Drawing is much more to an artist than just another medium. For a painter particularly, it’s the way they evolve ideas and find out who they are as an artist before brush even hits canvas. From Michelangelo to Picasso, we’ve come to think of drawing as the quickest way to access an artist’s thought processes. Yet even by the standards of these great masters, Lucian Freud was almost pathologically preoccupied with the act of drawing. That’s the principal revelation of the National Portrait Gallery’s new exhibition, the largest British survey to date of Freud’s works on paper. From wax crayon sketches done at the age of six to highly personal late drawings, it provides a fascinating and essential trawl through little-regarded aspects of one of Britain’s most treasured artists.
Freud’s early paintings are so preoccupied with sinuously suggestive lines and densely inscribed textures they often feel like drawings with paint added as an afterthought. Self-Portrait with Hyacinth in a Pot (1947), in which the 25-year-old peers back at us with an expression of self-regarding hyper-sensitivity against a yellow pastel background, all huge eyes and flaring nostrils, is precisely that. While Freud was only 11 when his family fled Berlin for Britain in 1933, the steely focus on material details – the tight waves of his hair, the flowers’ curving petals – feels very Germanic, while edging into then fashionable Surrealism. In the quirky Quince on a Blue Table (1943), a zebra’s head cranes into the canvas over a starkly painted still life.
This show offers glimpses of a young experimental Freud that will be a revelation to most viewers: cack-handed sketches done on a Welsh cottage holiday with the poet Stephen Spender, aged 18, bring a hint of toilet wall graffiti; sleekly accomplished book illustrations could pass for frames from some modish graphic novel produced last week.

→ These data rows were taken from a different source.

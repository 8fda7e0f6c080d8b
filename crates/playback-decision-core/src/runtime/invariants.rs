// crates/playback-decision-core/src/runtime/invariants.rs
// ============================================================================
// Module: Playback Decision Invariant Validator
// Description: Post-hoc structural self-check of every produced decision.
// Purpose: Refuse to ship an internally contradictory decision.
// Dependencies: thiserror, tracing, crate::core, crate::runtime::canonical
// ============================================================================

//! ## Overview
//! The validator runs last. It first clears any output fields a `deny`
//! decision must not carry, then checks every structural guarantee of the
//! decision contract. A breach becomes a 500 `invariant_violation` problem and
//! is never downgraded to `deny`. The canonical input JSON is logged so the
//! failure can be replayed offline.

// ============================================================================
// SECTION: Imports
// ============================================================================

use thiserror::Error;

use crate::core::DIRECT_PLAY_CONTAINERS;
use crate::core::Decision;
use crate::core::DecisionInput;
use crate::core::HashAlgorithm;
use crate::core::Mode;
use crate::core::OutputKind;
use crate::core::Problem;
use crate::core::SENTINEL_NONE;
use crate::core::SelectedFormats;
use crate::core::canonical_reasons;
use crate::runtime::canonical::canonical_input_json;
use crate::runtime::canonical::input_hash;

// ============================================================================
// SECTION: Violations
// ============================================================================

/// Structural guarantee broken by a decision.
#[derive(Debug, Clone, PartialEq, Eq, Error)]
pub enum InvariantViolation {
    /// Deny did not select the sentinel triple.
    #[error("deny decision must select the none sentinel")]
    DenySentinel,
    /// Deny carried an output, URL, or kind.
    #[error("deny decision must not carry outputs")]
    DenyOutputs,
    /// A playable mode selected the sentinel.
    #[error("{0} decision must not select the none sentinel")]
    SentinelOutsideDeny(Mode),
    /// A playable mode has no single output matching the selected URL and kind.
    #[error("{0} decision must carry exactly one output matching the selected url and kind")]
    OutputMismatch(Mode),
    /// Output kind does not match the mode.
    #[error("{mode} decision must use output kind {expected}")]
    OutputKind {
        /// Decision mode.
        mode: Mode,
        /// Required kind.
        expected: &'static str,
    },
    /// Direct play without explicit range support.
    #[error("direct_play requires explicit range support")]
    DirectPlayRange,
    /// Direct play with a container outside the progressive family.
    #[error("direct_play requires a container in mp4, mov, or m4v")]
    DirectPlayContainer,
    /// Direct play with formats the client did not declare.
    #[error("direct_play formats must be declared by the client")]
    DirectPlayCapabilities,
    /// Deny or transcode without reasons.
    #[error("{0} decision must carry at least one reason")]
    EmptyReasons(Mode),
    /// Reasons are duplicated or out of order.
    #[error("reasons must be unique and canonically ordered")]
    UnorderedReasons,
    /// Constraints were populated.
    #[error("constraints must be empty")]
    Constraints,
    /// Trace explanations do not line up with reasons.
    #[error("trace must carry one explanation per reason")]
    TraceWhy,
    /// Trace request id differs from the input.
    #[error("trace request id must echo the input request id")]
    TraceRequestId,
}

// ============================================================================
// SECTION: Enforcement
// ============================================================================

/// Clears every output field of a `deny` decision.
pub fn force_clean_deny(decision: &mut Decision) {
    if decision.mode == Mode::Deny {
        decision.selected = SelectedFormats::none();
        decision.outputs.clear();
        decision.selected_output_url.clear();
        decision.selected_output_kind = None;
    }
}

/// Cleans and checks a decision, escalating any breach to a 500 problem.
///
/// # Errors
///
/// Returns an `invariant_violation` [`Problem`] when a guarantee is broken.
pub fn enforce_invariants(
    input: &DecisionInput,
    mut decision: Decision,
    algorithm: HashAlgorithm,
) -> Result<Decision, Problem> {
    force_clean_deny(&mut decision);
    match check_invariants(input, &decision) {
        Ok(()) => Ok(decision),
        Err(violation) => Err(violation_problem(input, &violation, algorithm)),
    }
}

/// Builds the problem for a violation and logs the replay artifact.
fn violation_problem(
    input: &DecisionInput,
    violation: &InvariantViolation,
    algorithm: HashAlgorithm,
) -> Problem {
    let hash = input_hash(input, algorithm)
        .map_or_else(|_| "unavailable".to_string(), |digest| digest.value);
    let canonical = canonical_input_json(input)
        .map(|bytes| String::from_utf8_lossy(&bytes).into_owned())
        .unwrap_or_default();
    tracing::error!(
        violation = %violation,
        input_hash = %hash,
        canonical_input = %canonical,
        "decision invariant violated"
    );
    Problem::invariant(format!("Fail-Closed: {violation} (input {hash})"))
}

/// Checks every structural guarantee of a decision.
///
/// # Errors
///
/// Returns the first [`InvariantViolation`] found.
pub fn check_invariants(
    input: &DecisionInput,
    decision: &Decision,
) -> Result<(), InvariantViolation> {
    if decision.mode == Mode::Deny {
        if !decision.selected.is_none() {
            return Err(InvariantViolation::DenySentinel);
        }
        if !decision.outputs.is_empty()
            || !decision.selected_output_url.is_empty()
            || decision.selected_output_kind.is_some()
        {
            return Err(InvariantViolation::DenyOutputs);
        }
    } else {
        check_playable(input, decision)?;
    }
    if matches!(decision.mode, Mode::Deny | Mode::Transcode) && decision.reasons.is_empty() {
        return Err(InvariantViolation::EmptyReasons(decision.mode));
    }
    if canonical_reasons(decision.reasons.iter().copied()) != decision.reasons {
        return Err(InvariantViolation::UnorderedReasons);
    }
    if !decision.constraints.is_empty() {
        return Err(InvariantViolation::Constraints);
    }
    if decision.trace.why.len() != decision.reasons.len() {
        return Err(InvariantViolation::TraceWhy);
    }
    if decision.trace.request_id != input.request_id {
        return Err(InvariantViolation::TraceRequestId);
    }
    Ok(())
}

/// Checks guarantees of the playable modes.
fn check_playable(input: &DecisionInput, decision: &Decision) -> Result<(), InvariantViolation> {
    let mode = decision.mode;
    let selected = &decision.selected;
    if [&selected.container, &selected.video_codec, &selected.audio_codec]
        .iter()
        .any(|value| value.as_str() == SENTINEL_NONE)
    {
        return Err(InvariantViolation::SentinelOutsideDeny(mode));
    }
    let [output] = decision.outputs.as_slice() else {
        return Err(InvariantViolation::OutputMismatch(mode));
    };
    if decision.selected_output_kind != Some(output.kind)
        || decision.selected_output_url != output.url
        || output.url.is_empty()
    {
        return Err(InvariantViolation::OutputMismatch(mode));
    }
    let expected = if mode == Mode::DirectPlay { OutputKind::File } else { OutputKind::Hls };
    if output.kind != expected {
        return Err(InvariantViolation::OutputKind {
            mode,
            expected: expected.as_str(),
        });
    }
    if mode == Mode::DirectPlay {
        let caps = &input.capabilities;
        if caps.supports_range != Some(true) {
            return Err(InvariantViolation::DirectPlayRange);
        }
        if !DIRECT_PLAY_CONTAINERS.contains(&selected.container.as_str()) {
            return Err(InvariantViolation::DirectPlayContainer);
        }
        if !caps.containers.contains(&selected.container)
            || !caps.video_codecs.contains(&selected.video_codec)
            || !caps.audio_codecs.contains(&selected.audio_codec)
        {
            return Err(InvariantViolation::DirectPlayCapabilities);
        }
    }
    Ok(())
}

Even well-known early paintings such as Girl with Roses (1947), showing his first wife Kitty Garman, retain a starkly outlined graphic quality, not least in the enormous, eerily staring eyes; hardly flattering, but at least you can’t accuse him of wishy-washy prettiness.
Drawings of Freud’s male friends have a similarly seductive, stylised quality, including Portrait of a Young Man (1942), which is being used as one of the show’s key promotional images. Far more powerful, however, is Christian Berard (1948), in which the French designer appears almost miraculously real and present. Yet the sense of disarming spontaneity is undercut in typical Freud fashion by the minutely detailed rendering of the beard and tufty textures of his dressing gown. Freud’s great friend Francis Bacon, meanwhile, is captured, tellingly with his trousers unfastened, in just a few impulsive lines.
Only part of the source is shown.